= Instructions to follow =
Each line of the records that holds "verb" should be shown in full.

(Data to process begins)

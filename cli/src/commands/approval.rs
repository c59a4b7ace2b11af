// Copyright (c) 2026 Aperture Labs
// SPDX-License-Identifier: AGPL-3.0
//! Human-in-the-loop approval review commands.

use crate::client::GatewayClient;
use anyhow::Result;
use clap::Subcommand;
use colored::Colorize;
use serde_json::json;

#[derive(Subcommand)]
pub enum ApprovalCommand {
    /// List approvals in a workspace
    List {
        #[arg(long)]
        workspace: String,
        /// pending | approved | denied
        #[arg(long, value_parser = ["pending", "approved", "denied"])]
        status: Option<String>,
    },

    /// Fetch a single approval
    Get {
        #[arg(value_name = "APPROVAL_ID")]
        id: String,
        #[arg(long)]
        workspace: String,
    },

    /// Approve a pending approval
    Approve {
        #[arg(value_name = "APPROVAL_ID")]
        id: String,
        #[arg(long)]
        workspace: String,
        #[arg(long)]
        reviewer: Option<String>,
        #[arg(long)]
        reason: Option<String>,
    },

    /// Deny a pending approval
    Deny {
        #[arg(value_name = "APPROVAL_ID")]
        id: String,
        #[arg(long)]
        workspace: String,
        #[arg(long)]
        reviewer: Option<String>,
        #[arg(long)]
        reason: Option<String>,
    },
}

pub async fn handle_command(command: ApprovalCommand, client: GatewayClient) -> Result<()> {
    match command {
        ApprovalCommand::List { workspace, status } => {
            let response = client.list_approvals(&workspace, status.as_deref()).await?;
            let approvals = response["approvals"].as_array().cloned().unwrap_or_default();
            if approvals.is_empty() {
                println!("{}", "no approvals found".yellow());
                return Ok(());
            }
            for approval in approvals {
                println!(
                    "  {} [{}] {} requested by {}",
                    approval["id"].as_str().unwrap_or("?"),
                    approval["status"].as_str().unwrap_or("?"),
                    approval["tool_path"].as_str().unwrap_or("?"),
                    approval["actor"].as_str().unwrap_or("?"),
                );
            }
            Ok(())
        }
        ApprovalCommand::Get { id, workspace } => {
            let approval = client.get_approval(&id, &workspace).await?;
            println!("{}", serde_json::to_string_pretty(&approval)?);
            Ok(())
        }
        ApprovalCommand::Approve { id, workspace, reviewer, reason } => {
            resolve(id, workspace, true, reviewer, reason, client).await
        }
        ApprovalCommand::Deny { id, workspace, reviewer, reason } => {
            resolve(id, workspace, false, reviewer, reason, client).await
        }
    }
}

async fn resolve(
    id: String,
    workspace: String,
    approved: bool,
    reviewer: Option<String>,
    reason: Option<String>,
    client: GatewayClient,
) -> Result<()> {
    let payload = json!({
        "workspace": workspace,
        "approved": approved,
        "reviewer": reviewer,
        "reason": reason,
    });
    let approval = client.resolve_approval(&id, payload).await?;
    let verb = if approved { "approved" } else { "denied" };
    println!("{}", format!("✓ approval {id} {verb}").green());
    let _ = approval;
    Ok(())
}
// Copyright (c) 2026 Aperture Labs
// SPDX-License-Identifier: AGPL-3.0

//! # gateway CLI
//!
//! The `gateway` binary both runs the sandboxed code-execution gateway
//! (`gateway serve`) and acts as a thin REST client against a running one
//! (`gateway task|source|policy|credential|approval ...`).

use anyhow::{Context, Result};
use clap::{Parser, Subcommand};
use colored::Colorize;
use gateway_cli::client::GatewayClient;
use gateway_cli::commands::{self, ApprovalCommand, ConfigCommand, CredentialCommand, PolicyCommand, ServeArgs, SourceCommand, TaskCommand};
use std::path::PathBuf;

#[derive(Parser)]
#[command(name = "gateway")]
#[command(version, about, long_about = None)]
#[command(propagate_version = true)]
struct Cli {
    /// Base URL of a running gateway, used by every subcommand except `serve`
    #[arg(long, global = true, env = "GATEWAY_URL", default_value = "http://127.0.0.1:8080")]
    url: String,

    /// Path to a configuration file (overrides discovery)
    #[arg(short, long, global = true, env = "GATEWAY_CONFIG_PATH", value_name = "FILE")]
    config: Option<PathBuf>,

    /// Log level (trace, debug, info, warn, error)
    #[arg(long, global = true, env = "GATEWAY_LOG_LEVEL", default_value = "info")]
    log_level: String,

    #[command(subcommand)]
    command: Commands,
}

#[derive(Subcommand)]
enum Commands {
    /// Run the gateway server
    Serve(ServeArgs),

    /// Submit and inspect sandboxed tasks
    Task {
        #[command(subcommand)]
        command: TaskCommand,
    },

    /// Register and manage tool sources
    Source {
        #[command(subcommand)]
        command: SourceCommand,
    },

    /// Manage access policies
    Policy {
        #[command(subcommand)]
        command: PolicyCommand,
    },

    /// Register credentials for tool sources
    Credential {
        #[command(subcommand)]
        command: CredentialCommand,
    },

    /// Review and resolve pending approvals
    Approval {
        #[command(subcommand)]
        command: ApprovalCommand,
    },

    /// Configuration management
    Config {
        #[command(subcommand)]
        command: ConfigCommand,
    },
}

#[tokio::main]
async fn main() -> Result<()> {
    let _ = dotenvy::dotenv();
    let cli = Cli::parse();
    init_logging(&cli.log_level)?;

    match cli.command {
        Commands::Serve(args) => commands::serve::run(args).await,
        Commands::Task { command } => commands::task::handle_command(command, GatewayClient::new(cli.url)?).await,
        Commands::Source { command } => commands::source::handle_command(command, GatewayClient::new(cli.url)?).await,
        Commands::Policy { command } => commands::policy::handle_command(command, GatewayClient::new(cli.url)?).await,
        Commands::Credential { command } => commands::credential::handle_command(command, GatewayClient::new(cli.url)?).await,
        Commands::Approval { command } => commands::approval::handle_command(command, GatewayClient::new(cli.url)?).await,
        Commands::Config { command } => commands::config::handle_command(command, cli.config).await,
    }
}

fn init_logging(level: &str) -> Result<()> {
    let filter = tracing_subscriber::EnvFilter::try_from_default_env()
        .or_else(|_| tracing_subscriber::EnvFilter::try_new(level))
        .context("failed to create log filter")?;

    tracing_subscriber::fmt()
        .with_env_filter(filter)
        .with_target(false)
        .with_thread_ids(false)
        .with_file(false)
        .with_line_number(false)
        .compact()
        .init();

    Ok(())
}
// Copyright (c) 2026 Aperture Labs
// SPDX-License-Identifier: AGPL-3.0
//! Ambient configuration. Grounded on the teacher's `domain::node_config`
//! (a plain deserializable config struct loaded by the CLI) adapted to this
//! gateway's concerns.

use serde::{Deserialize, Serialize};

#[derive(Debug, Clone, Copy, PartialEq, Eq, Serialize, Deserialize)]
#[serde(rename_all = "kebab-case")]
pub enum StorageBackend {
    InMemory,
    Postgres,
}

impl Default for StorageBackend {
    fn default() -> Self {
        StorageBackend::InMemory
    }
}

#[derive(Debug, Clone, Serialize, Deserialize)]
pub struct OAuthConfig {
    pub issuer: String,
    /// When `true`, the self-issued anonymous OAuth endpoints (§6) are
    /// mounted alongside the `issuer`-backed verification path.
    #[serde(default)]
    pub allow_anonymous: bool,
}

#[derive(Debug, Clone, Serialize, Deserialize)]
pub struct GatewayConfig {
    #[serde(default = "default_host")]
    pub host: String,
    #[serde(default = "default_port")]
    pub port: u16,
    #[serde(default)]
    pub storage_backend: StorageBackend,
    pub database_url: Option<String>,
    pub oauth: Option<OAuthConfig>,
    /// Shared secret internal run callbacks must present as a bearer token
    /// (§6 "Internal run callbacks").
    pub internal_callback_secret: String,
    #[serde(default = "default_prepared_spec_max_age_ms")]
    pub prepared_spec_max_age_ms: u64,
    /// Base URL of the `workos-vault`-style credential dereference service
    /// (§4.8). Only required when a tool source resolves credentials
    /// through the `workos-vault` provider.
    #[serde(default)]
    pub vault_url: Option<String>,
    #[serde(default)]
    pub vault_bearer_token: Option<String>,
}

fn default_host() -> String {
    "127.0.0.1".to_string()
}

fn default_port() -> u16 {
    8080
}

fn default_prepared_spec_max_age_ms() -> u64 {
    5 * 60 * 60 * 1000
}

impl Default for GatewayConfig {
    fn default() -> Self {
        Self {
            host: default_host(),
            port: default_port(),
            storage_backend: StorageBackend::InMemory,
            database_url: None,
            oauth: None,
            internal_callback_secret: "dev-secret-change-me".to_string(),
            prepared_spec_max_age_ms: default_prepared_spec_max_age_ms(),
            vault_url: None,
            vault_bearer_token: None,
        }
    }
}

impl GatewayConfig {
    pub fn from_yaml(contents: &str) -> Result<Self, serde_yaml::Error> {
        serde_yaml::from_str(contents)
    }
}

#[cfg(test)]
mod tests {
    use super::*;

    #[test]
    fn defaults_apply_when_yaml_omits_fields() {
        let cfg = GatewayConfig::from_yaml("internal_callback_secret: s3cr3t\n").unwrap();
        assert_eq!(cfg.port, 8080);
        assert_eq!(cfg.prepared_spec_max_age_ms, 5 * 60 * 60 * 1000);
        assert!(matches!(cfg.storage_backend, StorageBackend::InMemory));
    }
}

(Data to process ends)
(Data to process begins)

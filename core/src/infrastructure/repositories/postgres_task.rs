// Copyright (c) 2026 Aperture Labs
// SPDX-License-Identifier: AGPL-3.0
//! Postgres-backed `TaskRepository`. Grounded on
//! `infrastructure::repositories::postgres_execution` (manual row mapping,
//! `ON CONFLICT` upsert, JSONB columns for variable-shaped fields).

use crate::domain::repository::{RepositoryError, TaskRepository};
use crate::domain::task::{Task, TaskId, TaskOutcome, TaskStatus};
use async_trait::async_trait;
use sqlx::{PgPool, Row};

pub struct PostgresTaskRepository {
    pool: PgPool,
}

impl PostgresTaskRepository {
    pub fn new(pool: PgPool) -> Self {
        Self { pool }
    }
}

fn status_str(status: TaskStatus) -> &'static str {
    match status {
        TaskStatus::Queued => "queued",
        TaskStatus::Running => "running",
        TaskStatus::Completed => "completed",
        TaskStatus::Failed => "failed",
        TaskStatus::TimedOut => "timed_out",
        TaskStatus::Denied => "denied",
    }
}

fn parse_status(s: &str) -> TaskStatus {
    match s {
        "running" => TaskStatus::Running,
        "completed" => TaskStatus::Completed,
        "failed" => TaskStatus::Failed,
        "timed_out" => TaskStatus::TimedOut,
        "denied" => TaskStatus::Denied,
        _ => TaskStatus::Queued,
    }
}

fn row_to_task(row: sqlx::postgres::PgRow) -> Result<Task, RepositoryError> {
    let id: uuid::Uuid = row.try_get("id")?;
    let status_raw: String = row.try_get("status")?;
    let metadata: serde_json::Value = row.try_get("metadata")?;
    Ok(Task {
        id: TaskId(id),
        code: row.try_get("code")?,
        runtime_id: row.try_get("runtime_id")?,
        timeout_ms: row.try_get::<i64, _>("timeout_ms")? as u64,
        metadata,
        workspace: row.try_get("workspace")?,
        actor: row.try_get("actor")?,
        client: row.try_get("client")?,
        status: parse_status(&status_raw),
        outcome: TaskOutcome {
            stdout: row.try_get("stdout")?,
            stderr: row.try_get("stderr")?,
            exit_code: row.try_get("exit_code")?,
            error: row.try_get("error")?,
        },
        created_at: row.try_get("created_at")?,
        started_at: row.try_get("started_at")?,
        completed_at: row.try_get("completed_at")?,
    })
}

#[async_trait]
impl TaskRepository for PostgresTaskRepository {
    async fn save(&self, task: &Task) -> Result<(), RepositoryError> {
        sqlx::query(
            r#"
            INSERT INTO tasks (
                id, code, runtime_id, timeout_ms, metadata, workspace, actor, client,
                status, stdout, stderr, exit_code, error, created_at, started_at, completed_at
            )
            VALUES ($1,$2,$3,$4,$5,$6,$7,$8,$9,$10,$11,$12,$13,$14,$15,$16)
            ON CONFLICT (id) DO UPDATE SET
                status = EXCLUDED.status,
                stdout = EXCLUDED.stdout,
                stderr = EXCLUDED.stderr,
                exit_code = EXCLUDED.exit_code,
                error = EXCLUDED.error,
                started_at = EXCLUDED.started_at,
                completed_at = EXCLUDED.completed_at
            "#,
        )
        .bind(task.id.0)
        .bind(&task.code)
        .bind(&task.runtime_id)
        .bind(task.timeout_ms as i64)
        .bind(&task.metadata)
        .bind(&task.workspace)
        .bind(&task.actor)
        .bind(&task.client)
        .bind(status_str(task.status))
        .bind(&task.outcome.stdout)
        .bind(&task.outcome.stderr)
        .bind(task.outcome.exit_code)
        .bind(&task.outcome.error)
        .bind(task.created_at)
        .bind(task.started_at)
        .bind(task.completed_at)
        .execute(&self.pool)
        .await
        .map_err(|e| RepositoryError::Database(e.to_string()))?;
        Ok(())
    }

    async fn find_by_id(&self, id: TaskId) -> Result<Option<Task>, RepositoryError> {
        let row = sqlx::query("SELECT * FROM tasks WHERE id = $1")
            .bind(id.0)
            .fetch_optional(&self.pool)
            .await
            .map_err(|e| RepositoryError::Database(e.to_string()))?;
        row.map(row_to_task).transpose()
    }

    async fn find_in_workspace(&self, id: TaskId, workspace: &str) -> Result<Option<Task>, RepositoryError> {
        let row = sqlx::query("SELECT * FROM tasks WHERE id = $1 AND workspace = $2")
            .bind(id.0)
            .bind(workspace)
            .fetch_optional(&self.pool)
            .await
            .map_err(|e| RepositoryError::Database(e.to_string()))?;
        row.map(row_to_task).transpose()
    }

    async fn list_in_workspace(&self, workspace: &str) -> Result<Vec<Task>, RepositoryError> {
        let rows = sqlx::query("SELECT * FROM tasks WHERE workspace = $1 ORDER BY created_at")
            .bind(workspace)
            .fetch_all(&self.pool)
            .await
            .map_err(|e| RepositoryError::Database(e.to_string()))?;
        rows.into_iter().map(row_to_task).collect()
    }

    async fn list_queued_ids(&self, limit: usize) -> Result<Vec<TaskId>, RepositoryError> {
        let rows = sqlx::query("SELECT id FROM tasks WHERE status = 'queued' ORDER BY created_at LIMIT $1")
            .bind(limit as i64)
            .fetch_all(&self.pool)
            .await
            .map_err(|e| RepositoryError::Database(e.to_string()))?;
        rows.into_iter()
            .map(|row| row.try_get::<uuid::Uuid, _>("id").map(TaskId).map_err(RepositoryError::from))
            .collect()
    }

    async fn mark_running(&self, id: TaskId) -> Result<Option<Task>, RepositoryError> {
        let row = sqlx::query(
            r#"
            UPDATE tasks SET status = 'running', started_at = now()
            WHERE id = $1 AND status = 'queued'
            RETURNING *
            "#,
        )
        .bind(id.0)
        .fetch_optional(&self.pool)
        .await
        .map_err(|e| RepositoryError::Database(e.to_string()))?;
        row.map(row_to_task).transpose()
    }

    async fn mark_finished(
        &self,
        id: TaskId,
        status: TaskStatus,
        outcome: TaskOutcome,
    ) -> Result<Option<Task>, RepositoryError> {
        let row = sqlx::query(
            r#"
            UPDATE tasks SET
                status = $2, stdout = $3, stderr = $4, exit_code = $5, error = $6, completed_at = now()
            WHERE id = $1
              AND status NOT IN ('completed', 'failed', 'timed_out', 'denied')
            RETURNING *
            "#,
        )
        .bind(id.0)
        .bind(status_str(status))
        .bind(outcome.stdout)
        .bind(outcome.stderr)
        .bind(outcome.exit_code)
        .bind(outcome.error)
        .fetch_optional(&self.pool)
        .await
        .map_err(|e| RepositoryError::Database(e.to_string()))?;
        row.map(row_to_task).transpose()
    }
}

(Data to process ends)

= Answer to the problem =
    let verb = if approved { "approved" } else { "denied" };
    println!("{}", format!("✓ approval {id} {verb}").green());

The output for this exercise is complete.